* **The records**:
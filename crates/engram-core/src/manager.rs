// Copyright (c) 2024-2026 Martin Schröder <info@swedishembedded.com>
//
// SPDX-License-Identifier: Apache-2.0
use std::collections::HashMap;
use std::sync::atomic::{AtomicU64, Ordering};
use std::sync::{Arc, Mutex as StdMutex, RwLock as StdRwLock};

use engram_config::{BudgetConfig, Config, FailureConfig, RetryConfig};
use engram_model::{LlmClient, Message};
use engram_store::{SessionRecord, SessionStore};
use tokio::sync::mpsc;
use tokio::sync::RwLock as AsyncRwLock;
use tokio::task::JoinHandle;
use tracing::{debug, warn};

use crate::error::MemoryError;
use crate::events::{MemoryObserver, MessageEvent};
use crate::failure::FailureTracker;
use crate::memory::{CompactionReport, SegmentedMemory, SystemPromptFn, SNAPSHOT_L2_SUMMARY};
use crate::profile::CompressionProfile;
use crate::recall::{RecallHit, RecallPipeline};
use crate::session::Session;

/// Bounded per-observer queue; overflow drops the newest event with a log
/// line rather than stalling the producer.
const OBSERVER_QUEUE_CAPACITY: usize = 64;

pub type ObserverToken = u64;

struct ObserverHandle {
    token: ObserverToken,
    tx: mpsc::Sender<MessageEvent>,
    _task: JoinHandle<()>,
}

/// Session registry, observer bus, and orchestration surface.
///
/// Multiple independent managers per process are supported and mutually
/// isolated; there is no global state behind this type.
pub struct MemoryManager {
    store: Option<Arc<SessionStore>>,
    llm: Option<Arc<dyn LlmClient>>,
    retry: RetryConfig,
    budget: BudgetConfig,
    failure_config: FailureConfig,
    profile: StdRwLock<CompressionProfile>,
    system_prompt_fn: StdRwLock<Option<Arc<SystemPromptFn>>>,
    sessions: AsyncRwLock<HashMap<String, Arc<Session>>>,
    observers: StdMutex<HashMap<String, Vec<ObserverHandle>>>,
    next_observer_token: AtomicU64,
}

impl MemoryManager {
    pub fn new(config: &Config) -> Self {
        Self {
            store: None,
            llm: None,
            retry: config.retry.clone(),
            budget: config.budget.clone(),
            failure_config: config.failure.clone(),
            profile: StdRwLock::new(CompressionProfile::from_config(&config.memory)),
            system_prompt_fn: StdRwLock::new(None),
            sessions: AsyncRwLock::new(HashMap::new()),
            observers: StdMutex::new(HashMap::new()),
            next_observer_token: AtomicU64::new(1),
        }
    }

    /// Attach the durable store (enables swap, snapshots, and recall).
    pub fn with_store(mut self, store: Arc<SessionStore>) -> Self {
        self.store = Some(store);
        self
    }

    /// Attach the LLM used for summarization and recall re-ranking.
    pub fn with_llm(mut self, llm: Arc<dyn LlmClient>) -> Self {
        self.llm = Some(llm);
        self
    }

    // ── Configuration ─────────────────────────────────────────────────────────

    /// Profile applied to every subsequently created session memory.
    pub fn set_compression_profile(&self, profile: CompressionProfile) {
        *self.profile.write().unwrap() = profile;
    }

    pub fn compression_profile(&self) -> CompressionProfile {
        self.profile.read().unwrap().clone()
    }

    /// Install the system-prompt producer; existing sessions pick it up on
    /// their next prompt assembly, new sessions at construction.
    pub async fn set_system_prompt_fn(&self, f: Arc<SystemPromptFn>) {
        *self.system_prompt_fn.write().unwrap() = Some(f.clone());
        for session in self.sessions.read().await.values() {
            session.memory.lock().await.set_system_prompt_fn(f.clone());
        }
    }

    // ── Session registry ──────────────────────────────────────────────────────

    /// Fetch or create the session, reattaching persisted state on a miss.
    ///
    /// Agent and parent ids follow first-writer-wins: a second call with
    /// different values returns the same session with the original identity.
    pub async fn get_or_create_session(
        &self,
        id: &str,
        agent_id: Option<&str>,
        parent_session_id: Option<&str>,
    ) -> Result<Arc<Session>, MemoryError> {
        if id.is_empty() {
            return Err(MemoryError::MissingSessionId);
        }
        let existing = self.sessions.read().await.get(id).cloned();
        if let Some(existing) = existing {
            existing.adopt_identity(agent_id, parent_session_id);
            self.persist_identity(&existing).await?;
            return Ok(existing);
        }

        // Build (and possibly reattach) outside the write lock; a racing
        // creator is resolved by the entry check below; first insert wins.
        let fresh = self.build_session(id).await?;
        let session = {
            let mut map = self.sessions.write().await;
            map.entry(id.to_string())
                .or_insert_with(|| Arc::new(fresh))
                .clone()
        };
        session.adopt_identity(agent_id, parent_session_id);
        self.persist_identity(&session).await?;
        Ok(session)
    }

    pub async fn get_session(&self, id: &str) -> Option<Arc<Session>> {
        self.sessions.read().await.get(id).cloned()
    }

    pub async fn session_count(&self) -> usize {
        self.sessions.read().await.len()
    }

    /// Drop a session from the live registry (its durable rows remain).
    pub async fn evict_session(&self, id: &str) -> bool {
        self.sessions.write().await.remove(id).is_some()
    }

    /// Construct a fresh `SegmentedMemory` + `FailureTracker` pair, replaying
    /// the persisted tail and latest L2 snapshot when a store is attached.
    /// The reconstruction is deterministic: a reloaded session is
    /// observationally identical to one that never restarted.
    async fn build_session(&self, id: &str) -> Result<Session, MemoryError> {
        let profile = self.compression_profile();
        let mut memory = SegmentedMemory::new(id, profile.clone(), self.budget.clone());
        if let Some(store) = &self.store {
            memory = memory.with_store(store.clone());
        }
        if let Some(llm) = &self.llm {
            memory = memory.with_summarizer(llm.clone(), self.retry.clone());
        }
        let prompt_fn = self.system_prompt_fn.read().unwrap().clone();
        if let Some(f) = prompt_fn {
            memory = memory.with_system_prompt_fn(f);
        }

        if let Some(store) = &self.store {
            if store.load_session(id).await?.is_some() {
                let tail = store.load_message_tail(id, profile.max_l1_messages).await?;
                let summary = store.latest_memory_snapshot(id, SNAPSHOT_L2_SUMMARY).await?;
                debug!(
                    session_id = %id,
                    replayed = tail.len(),
                    has_summary = summary.is_some(),
                    "reattached persisted session state"
                );
                memory.reattach(tail.into_iter().map(|m| m.message).collect(), summary);
            }
        }

        Ok(Session::new(
            id,
            memory,
            FailureTracker::new(&self.failure_config),
        ))
    }

    /// Sync the session row's identity columns with the live session,
    /// creating the row on first contact.  Counters are left untouched.
    async fn persist_identity(&self, session: &Session) -> Result<(), MemoryError> {
        let Some(store) = &self.store else {
            return Ok(());
        };
        match store.load_session(&session.id).await? {
            None => {
                let mut record = SessionRecord::new(session.id.clone());
                record.agent_id = session.agent_id();
                record.parent_session_id = session.parent_session_id();
                store.save_session(&record).await?;
            }
            Some(mut record) => {
                let agent = session.agent_id();
                let parent = session.parent_session_id();
                if record.agent_id != agent || record.parent_session_id != parent {
                    record.agent_id = agent;
                    record.parent_session_id = parent;
                    store.save_session(&record).await?;
                }
            }
        }
        Ok(())
    }

    // ── Message flow ──────────────────────────────────────────────────────────

    /// Append a message to the session (persist + L1 + compression) and
    /// notify the owning agent's observers.
    pub async fn add_message(
        &self,
        session_id: &str,
        message: Message,
    ) -> Result<Option<CompactionReport>, MemoryError> {
        let session = self
            .get_session(session_id)
            .await
            .ok_or_else(|| MemoryError::SessionNotFound(session_id.to_string()))?;
        let report = {
            let mut memory = session.memory.lock().await;
            memory.add_message(message.clone()).await?
        };
        self.notify_observers(&session, message);
        Ok(report)
    }

    // ── Observer bus ──────────────────────────────────────────────────────────

    /// Register an observer for every session owned by `agent_id`.  Each
    /// observer gets its own bounded queue and consumer task, so one slow
    /// observer cannot stall writers or its peers.
    pub fn register_observer(
        &self,
        agent_id: &str,
        observer: Arc<dyn MemoryObserver>,
    ) -> ObserverToken {
        let token = self.next_observer_token.fetch_add(1, Ordering::Relaxed);
        let (tx, mut rx) = mpsc::channel::<MessageEvent>(OBSERVER_QUEUE_CAPACITY);
        let task = tokio::spawn(async move {
            while let Some(event) = rx.recv().await {
                observer.on_message(event).await;
            }
        });
        self.observers
            .lock()
            .unwrap()
            .entry(agent_id.to_string())
            .or_default()
            .push(ObserverHandle {
                token,
                tx,
                _task: task,
            });
        token
    }

    /// Remove an observer; its consumer task drains and exits once the
    /// queue closes.  Returns false when the token is unknown.
    pub fn unregister_observer(&self, token: ObserverToken) -> bool {
        let mut observers = self.observers.lock().unwrap();
        for handles in observers.values_mut() {
            let before = handles.len();
            handles.retain(|h| h.token != token);
            if handles.len() != before {
                return true;
            }
        }
        false
    }

    pub fn observer_count(&self, agent_id: &str) -> usize {
        self.observers
            .lock()
            .unwrap()
            .get(agent_id)
            .map_or(0, |v| v.len())
    }

    /// Fire-and-forget broadcast.  Only sessions with a non-empty agent id
    /// participate; a full queue drops the event with a warning.
    fn notify_observers(&self, session: &Session, message: Message) {
        let Some(agent_id) = session.agent_id() else {
            return;
        };
        let observers = self.observers.lock().unwrap();
        let Some(handles) = observers.get(&agent_id) else {
            return;
        };
        for handle in handles {
            let event = MessageEvent {
                session_id: session.id.clone(),
                agent_id: agent_id.clone(),
                message: message.clone(),
            };
            if let Err(e) = handle.tx.try_send(event) {
                warn!(
                    agent_id = %agent_id,
                    session_id = %session.id,
                    error = %e,
                    "observer queue overflow; event dropped"
                );
            }
        }
    }

    // ── Recall ────────────────────────────────────────────────────────────────

    /// The recall pipeline over this manager's store and LLM.  Errors with
    /// `SWAP_NOT_ENABLED` when no durable store is attached.
    pub fn recall_pipeline(&self) -> Result<RecallPipeline, MemoryError> {
        let store = self.store.clone().ok_or(MemoryError::SwapNotEnabled)?;
        Ok(RecallPipeline::new(
            store,
            self.llm.clone(),
            self.retry.clone(),
        ))
    }

    /// `search_conversation`: FTS candidates, optional re-rank, budgeted
    /// promotion.
    pub async fn search_conversation(
        &self,
        session_id: &str,
        query: &str,
        limit: usize,
        promote: bool,
    ) -> Result<Vec<RecallHit>, MemoryError> {
        let session = self
            .get_session(session_id)
            .await
            .ok_or_else(|| MemoryError::SessionNotFound(session_id.to_string()))?;
        self.recall_pipeline()?
            .search(&session, query, limit, promote)
            .await
    }

    /// `recall_conversation`: a raw offset/limit slice of swap, promoted
    /// into the live prompt under the budget check.
    pub async fn recall_conversation(
        &self,
        session_id: &str,
        offset: usize,
        limit: usize,
    ) -> Result<Vec<Message>, MemoryError> {
        let session = self
            .get_session(session_id)
            .await
            .ok_or_else(|| MemoryError::SessionNotFound(session_id.to_string()))?;
        let slice = self.recall_pipeline()?.slice(session_id, offset, limit).await?;
        session.memory.lock().await.promote(slice.clone())?;
        Ok(slice)
    }

    /// `clear_recalled_context`: empty the promoted slot.
    pub async fn clear_recalled_context(&self, session_id: &str) -> Result<usize, MemoryError> {
        let session = self
            .get_session(session_id)
            .await
            .ok_or_else(|| MemoryError::SessionNotFound(session_id.to_string()))?;
        let mut memory = session.memory.lock().await;
        Ok(memory.clear_promoted())
    }
}

// ─── Unit tests ──────────────────────────────────────────────────────────────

* **Exercise directions**:
The lines to return are those holding the string "live" anywhere in the listing above.

* **Solution below**:
    /// Drop a session from the live registry (its durable rows remain).
    /// Sync the session row's identity columns with the live session,
    /// into the live prompt under the budget check.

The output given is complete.